- [TASK GOAL]:
Work through the records that follow and return each line containing the word "AssetFilter".

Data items
....
//! Shared query parameter types for API handlers.

use assetflow_core::asset::DEFAULT_EXPIRY_WINDOW_DAYS;
use assetflow_core::types::Date;
use serde::Deserialize;

use crate::error::{AppError, AppResult};

/// `?days=` window for expiry and warranty endpoints.
#[derive(Debug, Default, Deserialize)]
pub struct DaysParams {
    pub days: Option<i64>,
}

impl DaysParams {
    /// Inclusive `(today, today + days)` window. Defaults to 30 days.
    pub fn window(&self, today: Date) -> AppResult<(Date, Date)> {
        look_ahead("days", self.days.unwrap_or(DEFAULT_EXPIRY_WINDOW_DAYS), today)
    }
}

/// Inclusive `(today, today + days)` window for the query parameter `field`.
///
/// Negative counts and windows past the calendar's range are rejected.
pub fn look_ahead(field: &str, days: i64, today: Date) -> AppResult<(Date, Date)> {
    if days < 0 {
        return Err(AppError::BadRequest(format!("{field} must not be negative")));
    }
    let end = chrono::Duration::try_days(days)
        .and_then(|span| today.checked_add_signed(span))
        .ok_or_else(|| AppError::BadRequest(format!("{field} is too large")))?;
    Ok((today, end))
}

/// `?limit=` for feeds.
#[derive(Debug, Deserialize)]
pub struct LimitParams {
    pub limit: Option<i64>,
}

/// `?include_depreciation=true` on asset reads.
#[derive(Debug, Default, Deserialize)]
pub struct DepreciationParams {
    #[serde(default)]
    pub include_depreciation: bool,
}
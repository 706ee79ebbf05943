use std::sync::Arc;

use crate::config::ServerConfig;

/// Shared application state available to all Axum handlers via `State<AppState>`.
///
/// Cheap to clone: the pool is reference-counted and the config sits behind `Arc`.
#[derive(Clone)]
pub struct AppState {
    /// Database connection pool.
    pub pool: assetflow_db::DbPool,
    /// Server configuration (JWT settings, upload directory).
    pub config: Arc<ServerConfig>,
}
//! Well-known role names and role groups.
//!
//! These must match the CHECK constraint on `users.role` in
//! `20250101000002_create_users.sql`.

use crate::error::CoreError;

pub const ROLE_ADMIN: &str = "Admin";
pub const ROLE_ASSET_MANAGER: &str = "Asset Manager";
pub const ROLE_HR: &str = "HR";
pub const ROLE_EMPLOYEE: &str = "Employee";

/// All valid role names, in privilege order.
pub const VALID_ROLES: &[&str] = &[ROLE_ADMIN, ROLE_ASSET_MANAGER, ROLE_HR, ROLE_EMPLOYEE];

/// A user's role.
#[derive(Debug, Clone, Copy, PartialEq, Eq)]
pub enum UserRole {
    Admin,
    AssetManager,
    Hr,
    Employee,
}

/// Roles allowed to create, edit, delete, and export assets and licenses.
pub const MANAGERS: &[UserRole] = &[UserRole::Admin, UserRole::AssetManager];

/// Roles allowed to assign assets and work maintenance tickets.
pub const STAFF: &[UserRole] = &[UserRole::Admin, UserRole::AssetManager, UserRole::Hr];

impl UserRole {
    /// Return the database string representation.
    pub fn as_str(&self) -> &'static str {
        match self {
            Self::Admin => ROLE_ADMIN,
            Self::AssetManager => ROLE_ASSET_MANAGER,
            Self::Hr => ROLE_HR,
            Self::Employee => ROLE_EMPLOYEE,
        }
    }

    /// Parse from a string, returning an error for unknown roles.
    pub fn parse(s: &str) -> Result<Self, CoreError> {
        match s {
            ROLE_ADMIN => Ok(Self::Admin),
            ROLE_ASSET_MANAGER => Ok(Self::AssetManager),
            ROLE_HR => Ok(Self::Hr),
            ROLE_EMPLOYEE => Ok(Self::Employee),
            _ => Err(CoreError::Validation(format!(
                "Invalid role. Must be one of: {}",
                VALID_ROLES.join(", ")
            ))),
        }
    }

    /// Whether this role belongs to the given group.
    pub fn is_one_of(&self, group: &[UserRole]) -> bool {
        group.contains(self)
    }
}

impl std::fmt::Display for UserRole {
    fn fmt(&self, f: &mut std::fmt::Formatter<'_>) -> std::fmt::Result {
        f.write_str(self.as_str())
    }
}

/// Human-readable list of role names for a group, used in 403 messages.
pub fn describe_group(group: &[UserRole]) -> String {
    group
        .iter()
        .map(UserRole::as_str)
        .collect::<Vec<_>>()
        .join(", ")
}
//! Route definitions for the `/licenses` resource.

use axum::routing::get;
use axum::Router;

use crate::handlers::licenses;
use crate::state::AppState;

/// Routes mounted at `/licenses`.
///
/// ```text
/// GET    /          -> list_licenses
/// POST   /          -> create_license
/// GET    /expiring  -> list_expiring_licenses
/// GET    /{id}      -> get_license
/// PUT    /{id}      -> update_license
/// DELETE /{id}      -> delete_license
/// ```
pub fn router() -> Router<AppState> {
    Router::new()
        .route(
            "/",
            get(licenses::list_licenses).post(licenses::create_license),
        )
        .route("/expiring", get(licenses::list_expiring_licenses))
        .route(
            "/{id}",
            get(licenses::get_license)
                .put(licenses::update_license)
                .delete(licenses::delete_license),
        )
}
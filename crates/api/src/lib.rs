//! AssetFlow API server library.
//!
//! Exposes the building blocks (config, state, error handling, auth, routes)
//! so integration tests and the binaries can share them.

pub mod auth;
pub mod config;
pub mod error;
pub mod extract;
pub mod handlers;
pub mod middleware;
pub mod query;
pub mod response;
pub mod router;
pub mod routes;
pub mod state;
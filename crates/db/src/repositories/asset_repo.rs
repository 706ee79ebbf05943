//! Repository for the `assets` table.
//!
//! Every mutation that changes an asset's lifecycle writes its
//! `asset_history` entry in the same transaction.

use assetflow_core::asset::{STATUS_ASSIGNED, STATUS_AVAILABLE};
use assetflow_core::history::{self, actions, ChangeSet};
use assetflow_core::types::DbId;
use sqlx::PgPool;

use crate::models::asset::{Asset, AssetExportRow, AssetFilter, CreateAsset, UpdateAsset};
use crate::models::history::CreateHistoryEntry;
use crate::repositories::AssetHistoryRepo;

const COLUMNS: &str = "id, name, description, category, serial_number, purchase_date, \
                       purchase_price, warranty_expiration, status, condition, \
                       assigned_to_user_id, location, created_at, updated_at";

/// [`COLUMNS`] qualified with the `a` alias for joined queries.
const A_COLUMNS: &str = "a.id, a.name, a.description, a.category, a.serial_number, \
                         a.purchase_date, a.purchase_price, a.warranty_expiration, a.status, \
                         a.condition, a.assigned_to_user_id, a.location, a.created_at, a.updated_at";

/// Asset CRUD plus the assign/release workflow.
pub struct AssetRepo;

impl AssetRepo {
    /// Insert an asset and its `created` history entry.
    pub async fn create(
        pool: &PgPool,
        input: &CreateAsset,
        performed_by: DbId,
    ) -> Result<Asset, sqlx::Error> {
        let mut tx = pool.begin().await?;

        let query = format!(
            "INSERT INTO assets
                (name, description, category, serial_number, purchase_date, purchase_price,
                 warranty_expiration, status, condition, location)
             VALUES ($1, $2, $3, $4, $5, $6, $7, $8, $9, $10)
             RETURNING {COLUMNS}"
        );
        let asset = sqlx::query_as::<_, Asset>(&query)
            .bind(&input.name)
            .bind(&input.description)
            .bind(&input.category)
            .bind(&input.serial_number)
            .bind(input.purchase_date)
            .bind(input.purchase_price)
            .bind(input.warranty_expiration)
            .bind(&input.status)
            .bind(&input.condition)
            .bind(&input.location)
            .fetch_one(&mut *tx)
            .await?;

        let entry = CreateHistoryEntry::new(asset.id, actions::CREATED, performed_by)
            .details(history::created_details(&asset.name));
        AssetHistoryRepo::insert(&mut tx, &entry).await?;

        tx.commit().await?;
        Ok(asset)
    }

    pub async fn find_by_id(pool: &PgPool, id: DbId) -> Result<Option<Asset>, sqlx::Error> {
        let query = format!("SELECT {COLUMNS} FROM assets WHERE id = $1");
        sqlx::query_as::<_, Asset>(&query)
            .bind(id)
            .fetch_optional(pool)
            .await
    }

    /// Load several assets at once. Missing IDs are skipped.
    pub async fn find_by_ids(pool: &PgPool, ids: &[DbId]) -> Result<Vec<Asset>, sqlx::Error> {
        if ids.is_empty() {
            return Ok(Vec::new());
        }
        let query = format!("SELECT {COLUMNS} FROM assets WHERE id = ANY($1)");
        sqlx::query_as::<_, Asset>(&query)
            .bind(ids)
            .fetch_all(pool)
            .await
    }

    /// List assets matching every set filter, ordered by ID.
    pub async fn list(pool: &PgPool, filter: &AssetFilter) -> Result<Vec<Asset>, sqlx::Error> {
        let query = format!(
            "SELECT {A_COLUMNS}
             FROM assets a
             LEFT JOIN users u ON u.id = a.assigned_to_user_id
             WHERE ($1::TEXT IS NULL OR a.category = $1)
               AND ($2::TEXT IS NULL OR a.status = $2)
               AND ($3::BIGINT IS NULL OR a.assigned_to_user_id = $3)
               AND ($4::TEXT IS NULL OR u.department = $4)
               AND ($5::DATE IS NULL OR a.purchase_date >= $5)
               AND ($6::DATE IS NULL OR a.purchase_date <= $6)
               AND ($7::DATE IS NULL OR a.warranty_expiration >= $7)
               AND ($8::DATE IS NULL OR a.warranty_expiration <= $8)
               AND ($9::TEXT IS NULL
                    OR a.name ILIKE $9
                    OR a.serial_number ILIKE $9
                    OR a.description ILIKE $9)
             ORDER BY a.id"
        );
        let (warranty_from, warranty_to) = filter.warranty_between.unzip();
        sqlx::query_as::<_, Asset>(&query)
            .bind(&filter.category)
            .bind(&filter.status)
            .bind(filter.assigned_to)
            .bind(&filter.department)
            .bind(filter.purchase_date_from)
            .bind(filter.purchase_date_to)
            .bind(warranty_from)
            .bind(warranty_to)
            .bind(&filter.search)
            .fetch_all(pool)
            .await
    }

    /// Assets currently assigned to a user.
    pub async fn list_by_assignee(pool: &PgPool, user_id: DbId) -> Result<Vec<Asset>, sqlx::Error> {
        let query = format!(
            "SELECT {COLUMNS} FROM assets WHERE assigned_to_user_id = $1 ORDER BY id"
        );
        sqlx::query_as::<_, Asset>(&query)
            .bind(user_id)
            .fetch_all(pool)
            .await
    }

    /// All assets with the assignee's username, for CSV export.
    pub async fn list_for_export(pool: &PgPool) -> Result<Vec<AssetExportRow>, sqlx::Error> {
        sqlx::query_as::<_, AssetExportRow>(
            "SELECT a.id, a.name, a.category, a.serial_number, a.status, a.condition,
                    a.purchase_date, a.purchase_price, a.warranty_expiration,
                    u.username AS assigned_username, a.location, a.created_at
             FROM assets a
             LEFT JOIN users u ON u.id = a.assigned_to_user_id
             ORDER BY a.id",
        )
        .fetch_all(pool)
        .await
    }

    /// Assets that have both a purchase price and a purchase date.
    pub async fn list_priced(pool: &PgPool) -> Result<Vec<Asset>, sqlx::Error> {
        let query = format!(
            "SELECT {COLUMNS} FROM assets
             WHERE purchase_price IS NOT NULL AND purchase_date IS NOT NULL
             ORDER BY id"
        );
        sqlx::query_as::<_, Asset>(&query).fetch_all(pool).await
    }

    /// Patch an asset, logging an `updated` entry listing the changed fields.
    ///
    /// Nothing is logged when the patch changes no values. Returns `None` if
    /// the asset does not exist.
    pub async fn update(
        pool: &PgPool,
        id: DbId,
        input: &UpdateAsset,
        performed_by: DbId,
    ) -> Result<Option<Asset>, sqlx::Error> {
        let mut tx = pool.begin().await?;

        let query = format!("SELECT {COLUMNS} FROM assets WHERE id = $1 FOR UPDATE");
        let Some(old) = sqlx::query_as::<_, Asset>(&query)
            .bind(id)
            .fetch_optional(&mut *tx)
            .await?
        else {
            return Ok(None);
        };

        let mut changes = ChangeSet::new();
        changes.track("name", Some(old.name.as_str()), input.name.as_deref());
        changes.track_nullable(
            "description",
            old.description.as_deref(),
            input.description.as_ref().map(Option::as_deref),
        );
        changes.track("category", Some(old.category.as_str()), input.category.as_deref());
        changes.track_nullable(
            "serial_number",
            old.serial_number.as_deref(),
            input.serial_number.as_ref().map(Option::as_deref),
        );
        changes.track_nullable(
            "purchase_date",
            old.purchase_date.as_ref(),
            input.purchase_date.as_ref().map(Option::as_ref),
        );
        changes.track_nullable(
            "purchase_price",
            old.purchase_price.as_ref(),
            input.purchase_price.as_ref().map(Option::as_ref),
        );
        changes.track_nullable(
            "warranty_expiration",
            old.warranty_expiration.as_ref(),
            input.warranty_expiration.as_ref().map(Option::as_ref),
        );
        changes.track("status", Some(old.status.as_str()), input.status.as_deref());
        changes.track("condition", Some(old.condition.as_str()), input.condition.as_deref());
        changes.track_nullable(
            "location",
            old.location.as_deref(),
            input.location.as_ref().map(Option::as_deref),
        );

        if changes.is_empty() {
            tx.commit().await?;
            return Ok(Some(old));
        }

        // Nullable columns take their resolved value from `patched`.
        let query = format!(
            "UPDATE assets SET
                name = COALESCE($2, name),
                description = $3,
                category = COALESCE($4, category),
                serial_number = $5,
                purchase_date = $6,
                purchase_price = $7,
                warranty_expiration = $8,
                status = COALESCE($9, status),
                condition = COALESCE($10, condition),
                location = $11
             WHERE id = $1
             RETURNING {COLUMNS}"
        );
        let asset = sqlx::query_as::<_, Asset>(&query)
            .bind(id)
            .bind(&input.name)
            .bind(patched(&input.description, &old.description))
            .bind(&input.category)
            .bind(patched(&input.serial_number, &old.serial_number))
            .bind(patched(&input.purchase_date, &old.purchase_date))
            .bind(patched(&input.purchase_price, &old.purchase_price))
            .bind(patched(&input.warranty_expiration, &old.warranty_expiration))
            .bind(&input.status)
            .bind(&input.condition)
            .bind(patched(&input.location, &old.location))
            .fetch_one(&mut *tx)
            .await?;

        let entry = CreateHistoryEntry::new(id, actions::UPDATED, performed_by)
            .details(changes.details())
            .extra(serde_json::json!({ "fields": changes.fields() }));
        AssetHistoryRepo::insert(&mut tx, &entry).await?;

        tx.commit().await?;
        Ok(Some(asset))
    }

    /// Delete an asset. Its tickets, licenses, and history cascade.
    pub async fn delete(pool: &PgPool, id: DbId) -> Result<bool, sqlx::Error> {
        let result = sqlx::query("DELETE FROM assets WHERE id = $1")
            .bind(id)
            .execute(pool)
            .await?;
        Ok(result.rows_affected() > 0)
    }

    /// Assign an available, unassigned asset to a user and log `assigned`.
    ///
    /// Returns `None` when the asset is missing, already assigned, or not
    /// `Available`.
    pub async fn assign(
        pool: &PgPool,
        id: DbId,
        user_id: DbId,
        username: &str,
        performed_by: DbId,
    ) -> Result<Option<Asset>, sqlx::Error> {
        let mut tx = pool.begin().await?;

        let query = format!(
            "UPDATE assets SET assigned_to_user_id = $2, status = $3
             WHERE id = $1 AND assigned_to_user_id IS NULL AND status = $4
             RETURNING {COLUMNS}"
        );
        let Some(asset) = sqlx::query_as::<_, Asset>(&query)
            .bind(id)
            .bind(user_id)
            .bind(STATUS_ASSIGNED)
            .bind(STATUS_AVAILABLE)
            .fetch_optional(&mut *tx)
            .await?
        else {
            return Ok(None);
        };

        let entry = CreateHistoryEntry::new(id, actions::ASSIGNED, performed_by)
            .details(history::assigned_details(username))
            .to_user(Some(user_id));
        AssetHistoryRepo::insert(&mut tx, &entry).await?;

        tx.commit().await?;
        Ok(Some(asset))
    }

    /// Clear an asset's assignee and log `released`.
    ///
    /// An `Assigned` asset becomes `Available`; an asset in maintenance keeps
    /// its maintenance status. Returns `None` when the asset is missing or
    /// not assigned.
    pub async fn release(
        pool: &PgPool,
        id: DbId,
        performed_by: DbId,
    ) -> Result<Option<Asset>, sqlx::Error> {
        let mut tx = pool.begin().await?;

        let previous: Option<Option<DbId>> =
            sqlx::query_scalar("SELECT assigned_to_user_id FROM assets WHERE id = $1 FOR UPDATE")
                .bind(id)
                .fetch_optional(&mut *tx)
                .await?;
        let Some(Some(previous_user)) = previous else {
            return Ok(None);
        };

        let query = format!(
            "UPDATE assets SET
                assigned_to_user_id = NULL,
                status = CASE WHEN status = $2 THEN $3 ELSE status END
             WHERE id = $1
             RETURNING {COLUMNS}"
        );
        let asset = sqlx::query_as::<_, Asset>(&query)
            .bind(id)
            .bind(STATUS_ASSIGNED)
            .bind(STATUS_AVAILABLE)
            .fetch_one(&mut *tx)
            .await?;

        let entry = CreateHistoryEntry::new(id, actions::RELEASED, performed_by)
            .details(history::released_details())
            .from_user(Some(previous_user));
        AssetHistoryRepo::insert(&mut tx, &entry).await?;

        tx.commit().await?;
        Ok(Some(asset))
    }
}

/// Resolve a nullable patch field against the stored value.
fn patched<T: Clone>(patch: &Option<Option<T>>, current: &Option<T>) -> Option<T> {
    match patch {
        Some(value) => value.clone(),
        None => current.clone(),
    }
}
....
- [SOLUTION FOR THIS PROBLEM]:
use crate::models::asset::{Asset, AssetExportRow, AssetFilter, CreateAsset, UpdateAsset};
    pub async fn list(pool: &PgPool, filter: &AssetFilter) -> Result<Vec<Asset>, sqlx::Error> {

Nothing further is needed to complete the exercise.